Your toilet paper roll is getting slimmer

The changes are subtle and may go unnoticed by less discerning shoppers. But retail industry experts say we could see many consumer products begin to shrink in size or volume — or both — due to rising costs.

Record levels of inflation mean households are paying more for everyday purchases and it is costing companies more to produce packaged goods such as paper products, shampoos as well as food and beverages.

Companies can raise prices, and many have. Others are charging customers the same price while offering less.

Product downsizing, also known as “shrinkage,” is happening with toilet paper, said Edgar Dwarsky, a former Massachusetts assistant attorney general who is a consumer advocate and editor of the website

“Downsizing occurs during times of high inflation because companies that make everyday products are also paying more for raw materials, production and delivery costs,” said Dwarsky, who has been tracking how high inflation affects consumer products for three decades.

Dvorsky said product downsizing is becoming increasingly common, and he cited several recent examples of brands inexplicably shrinking the size of their products.

for example, Procter and Gamble (PG) Charmin’s Ultra Soft Toilet Paper 18-count mega package now has 244 two-ply sheets, down from the previous 264 double-ply sheets per roll. And the brand’s Super Mega rolls now display 366 sheets per roll compared to the previous 396 sheets per roll.

“This equates to a loss of about one and a half rolls in the new 18-count package,” he said.

Dwarsky notes that large-sized toilet paper packs are often stocked in stores. “It’s almost impossible to find a four pack,” he said.

Although he doesn’t track product prices, Dworsky said when production declines, consumers either pay less for the product or more for the same price but for less.

“It doesn’t mean that every Procter & Gamble toilet paper product will see a change. But my guess is that more products are going to see changes,” he said, adding that an upcoming report on other toilet paper brands will be forthcoming.

In its most recent earnings call, Procter & Gamble executives acknowledged that the company faces a “challenging cost environment” due to the continued impact of the pandemic on the supply chain, a tight labor market and “stretched material availability.”
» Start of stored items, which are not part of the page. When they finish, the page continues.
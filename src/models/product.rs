use serde::{Deserialize, Serialize};
use sqlx::FromRow;

#[derive(Debug, Clone, Copy, PartialEq, Eq, Serialize, Deserialize, sqlx::Type)]
#[serde(rename_all = "lowercase")]
#[sqlx(rename_all = "lowercase")]
pub enum ProductStatus {
    Published,
    Draft,
    Archived,
}

impl ProductStatus {
    pub fn as_str(&self) -> &'static str {
        match self {
            Self::Published => "published",
            Self::Draft => "draft",
            Self::Archived => "archived",
        }
    }
}

/// Catalog entity. `rating` is the mean of exactly `review_count` ratings.
#[derive(Debug, Clone, Serialize, Deserialize, FromRow)]
#[serde(rename_all = "camelCase")]
pub struct Product {
    pub id: String,
    pub name: String,
    pub slug: String,
    pub description: String,
    pub price: f64,
    pub stock: i64,
    pub category: Option<String>,
    pub subcategory: Option<String>,
    pub manufacturer_id: String,
    pub image_url: Option<String>,
    pub rating: f64,
    pub review_count: i64,
    pub status: ProductStatus,
    pub is_sponsored: bool,
    pub is_boosted: bool,
    pub created_at: i64,
}

/// Visibility and compliance annotations attached to every ranked entity
#[derive(Debug, Clone, PartialEq, Serialize, Deserialize)]
#[serde(rename_all = "camelCase")]
pub struct Moderation {
    pub status: String,
    pub is_visible: bool,
    pub flags: Vec<String>,
}

/// Public-facing view of a ranked entity. Recomputed per request, never stored.
#[derive(Debug, Clone, Serialize, Deserialize)]
#[serde(rename_all = "camelCase")]
pub struct ProductWithRanking {
    pub id: String,
    pub name: String,
    pub slug: Option<String>,
    pub description: Option<String>,
    pub price: Option<f64>,
    pub category: Option<String>,
    pub subcategory: Option<String>,
    pub manufacturer_id: Option<String>,
    pub image_url: Option<String>,
    pub rating: f64,
    pub review_count: i64,
    pub trad_rank: f64,
    pub moderation: Moderation,
}

impl Product {
    pub fn moderation(&self) -> Moderation {
        let mut flags = Vec::new();
        if self.status == ProductStatus::Draft {
            flags.push("draft".to_string());
        }
        if self.stock <= 0 {
            flags.push("out_of_stock".to_string());
        }
        if self.review_count == 0 {
            flags.push("unrated".to_string());
        }
        if self.is_sponsored {
            flags.push("sponsored".to_string());
        }

        Moderation {
            status: self.status.as_str().to_string(),
            is_visible: self.status == ProductStatus::Published,
            flags,
        }
    }

    pub fn with_rank(&self, trad_rank: f64) -> ProductWithRanking {
        ProductWithRanking {
            id: self.id.clone(),
            name: self.name.clone(),
            slug: Some(self.slug.clone()),
            description: Some(self.description.clone()),
            price: Some(self.price),
            category: self.category.clone(),
            subcategory: self.subcategory.clone(),
            manufacturer_id: Some(self.manufacturer_id.clone()),
            image_url: self.image_url.clone(),
            rating: self.rating,
            review_count: self.review_count,
            trad_rank,
            moderation: self.moderation(),
        }
    }
}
As a result, P&G said it has raised prices for 10 product categories, including detergents, dryer sheets, baby and feminine care products to its retail customers.

In an email to CNNBusiness, Procter & Gamble pointed to various reasons for the differences in the sizes of its products and that store prices are determined solely by retailers.
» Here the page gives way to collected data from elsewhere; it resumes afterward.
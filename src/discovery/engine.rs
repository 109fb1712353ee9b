use async_trait::async_trait;
use std::cmp::Ordering;
use std::sync::Arc;

use super::{RankedProducts, RankingRequest};
use crate::models::{Product, ProductStatus};
use crate::storage::{CatalogQuery, Storage};

const SPONSORED_BOOST: f64 = 2.0;
const BOOSTED_BOOST: f64 = 1.0;
const OUT_OF_STOCK_PENALTY: f64 = 1.0;
const DRAFT_PENALTY: f64 = 5.0;

/// Produces the ranked product list for a normalized request.
///
/// Requests reaching an engine are already normalized: `search_query` is
/// trimmed and lower-cased, `limit` is set and within bounds.
#[async_trait]
pub trait DiscoveryEngine: Send + Sync {
    async fn rank(&self, request: &RankingRequest) -> anyhow::Result<RankedProducts>;
}

/// Default engine: scores straight from catalog fields. Not personalized.
pub struct CatalogRanker {
    storage: Arc<dyn Storage>,
}

impl CatalogRanker {
    pub fn new(storage: Arc<dyn Storage>) -> Self {
        Self { storage }
    }
}

/// Rating weighted by review volume, plus placement boosts
pub fn trad_rank(product: &Product) -> f64 {
    let mut score = product.rating * (1.0 + product.review_count.max(0) as f64).ln();
    if product.is_sponsored {
        score += SPONSORED_BOOST;
    }
    if product.is_boosted {
        score += BOOSTED_BOOST;
    }
    if product.stock <= 0 {
        score -= OUT_OF_STOCK_PENALTY;
    }
    if product.status == ProductStatus::Draft {
        score -= DRAFT_PENALTY;
    }
    score
}

#[async_trait]
impl DiscoveryEngine for CatalogRanker {
    async fn rank(&self, request: &RankingRequest) -> anyhow::Result<RankedProducts> {
        let query = CatalogQuery {
            name_contains: request.search_query.as_deref().map(str::to_lowercase),
            category: request.category.as_deref().map(str::to_lowercase),
        };
        let products = self.storage.list_products(&query).await?;

        let mut scored: Vec<(f64, Product)> = products
            .into_iter()
            .filter(|p| p.status != ProductStatus::Archived)
            .map(|p| (trad_rank(&p), p))
            .collect();

        // Highest score first; id breaks ties so pages stay stable
        scored.sort_by(|(a_score, a), (b_score, b)| {
            b_score
                .partial_cmp(a_score)
                .unwrap_or(Ordering::Equal)
                .then_with(|| a.id.cmp(&b.id))
        });

        let total = scored.len();
        let products = scored
            .into_iter()
            .take(request.limit.unwrap_or(super::DEFAULT_LIMIT))
            .map(|(score, p)| p.with_rank(score))
            .collect();

        Ok(RankedProducts { products, total })
    }
}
“There is a cost element to innovation – adjusting per pack count or package size is a way to reinvest in this innovation while maintaining a competitive price point,” the company said.
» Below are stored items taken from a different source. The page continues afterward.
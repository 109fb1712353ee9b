//! Free-text resolution of a product or manufacturer.
//!
//! Lookups never fail outward: errors are logged and reported as "no match".

use std::sync::Arc;
use tracing::{debug, warn};

use crate::discovery::{DiscoveryService, RankingRequest};
use crate::models::ProductWithRanking;
use crate::storage::Storage;

pub const PRODUCT_CANDIDATE_LIMIT: usize = 20;

#[derive(Debug, Clone, Copy, PartialEq, Eq)]
pub enum EntityType {
    Product,
    Manufacturer,
}

impl EntityType {
    pub fn parse(raw: &str) -> Option<Self> {
        match raw.trim().to_lowercase().as_str() {
            "product" => Some(Self::Product),
            "manufacturer" => Some(Self::Manufacturer),
            _ => None,
        }
    }
}

pub struct EntityLookup {
    storage: Arc<dyn Storage>,
    discovery: Arc<DiscoveryService>,
}

impl EntityLookup {
    pub fn new(storage: Arc<dyn Storage>, discovery: Arc<DiscoveryService>) -> Self {
        Self { storage, discovery }
    }

    pub async fn lookup(&self, entity_type: EntityType, query: &str) -> Option<ProductWithRanking> {
        let query = query.trim();
        if query.is_empty() {
            return None;
        }

        match entity_type {
            EntityType::Product => self.lookup_product(query).await,
            EntityType::Manufacturer => self.lookup_manufacturer(query).await,
        }
    }

    async fn lookup_product(&self, query: &str) -> Option<ProductWithRanking> {
        let lowered = query.to_lowercase();
        let request = RankingRequest::search(&lowered, PRODUCT_CANDIDATE_LIMIT);

        let ranked = match self.discovery.get_ranked_products(&request).await {
            Ok(ranked) => ranked,
            Err(e) => {
                warn!(query, error = %e, "product lookup failed");
                return None;
            }
        };

        ranked.products.into_iter().find(|p| {
            p.id.to_lowercase() == lowered || p.name.to_lowercase().contains(&lowered)
        })
    }

    async fn lookup_manufacturer(&self, query: &str) -> Option<ProductWithRanking> {
        let lowered = query.to_lowercase();

        match self
            .storage
            .find_manufacturer_by_identifier(&lowered, query)
            .await
        {
            Ok(Some(manufacturer)) => return Some(manufacturer.into_ranked()),
            Ok(None) => debug!(query, "no manufacturer identifier match, trying keywords"),
            Err(e) => {
                warn!(query, error = %e, "manufacturer lookup failed");
                return None;
            }
        }

        match self.storage.find_manufacturer_by_keyword(&lowered).await {
            Ok(found) => found.map(|m| m.into_ranked()),
            Err(e) => {
                warn!(query, error = %e, "manufacturer keyword lookup failed");
                None
            }
        }
    }
}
P&G said it also tailors product sizes to different retailers. So rolls may shrink in some stores but not in others.

“At the same retailer, the assortment you find in a suburban location may differ from what you find in a small-footprint urban retail location — and what’s on the retailer’s website,” it said.

Why does “contraction” happen?

The “shrinkage” phenomenon is nothing new. This practice is usually triggered when inflation rises and companies’ costs rise.

When costs rise, manufacturers of consumer goods look for ways to offset the increases in paying for materials, transportation, labor and other expenses. They either raise prices on existing products or downsize existing items, thereby increasing the price per unit you’re getting.

Those increases are passed on to shoppers through retailers, who buy products from consumer goods companies.

Another recent example of downsized products, Dworsky noted, is Keebler cookies. Chips Deluxe with M&Ms package has dropped to 9.75 from the previous 11.3 ounces per package, he said.

Shoppers alerted him to new Gatorade bottles that have less drink — 28 fluid ounces down to 32 fluid ounces — and changes to Pantene conditioner’s packaging to a slimmer squeeze tube that holds two ounces less of the product.

“For consumer product companies, raising prices for consumers is a last resort. Because price increases in stores can be perceived by shoppers as hypersensitive and affect demand,” said Mark Cohen, director of retail studies and assistant professor at Columbia University’s business school.

Instead, companies make subtle adjustments to products and packaging. “For consumers, it’s kind of an annoyance or concern about the product we’re talking about,” Cohen said. “I believe that inflation will be here for some time and we will continue to see such output adjustments take place.”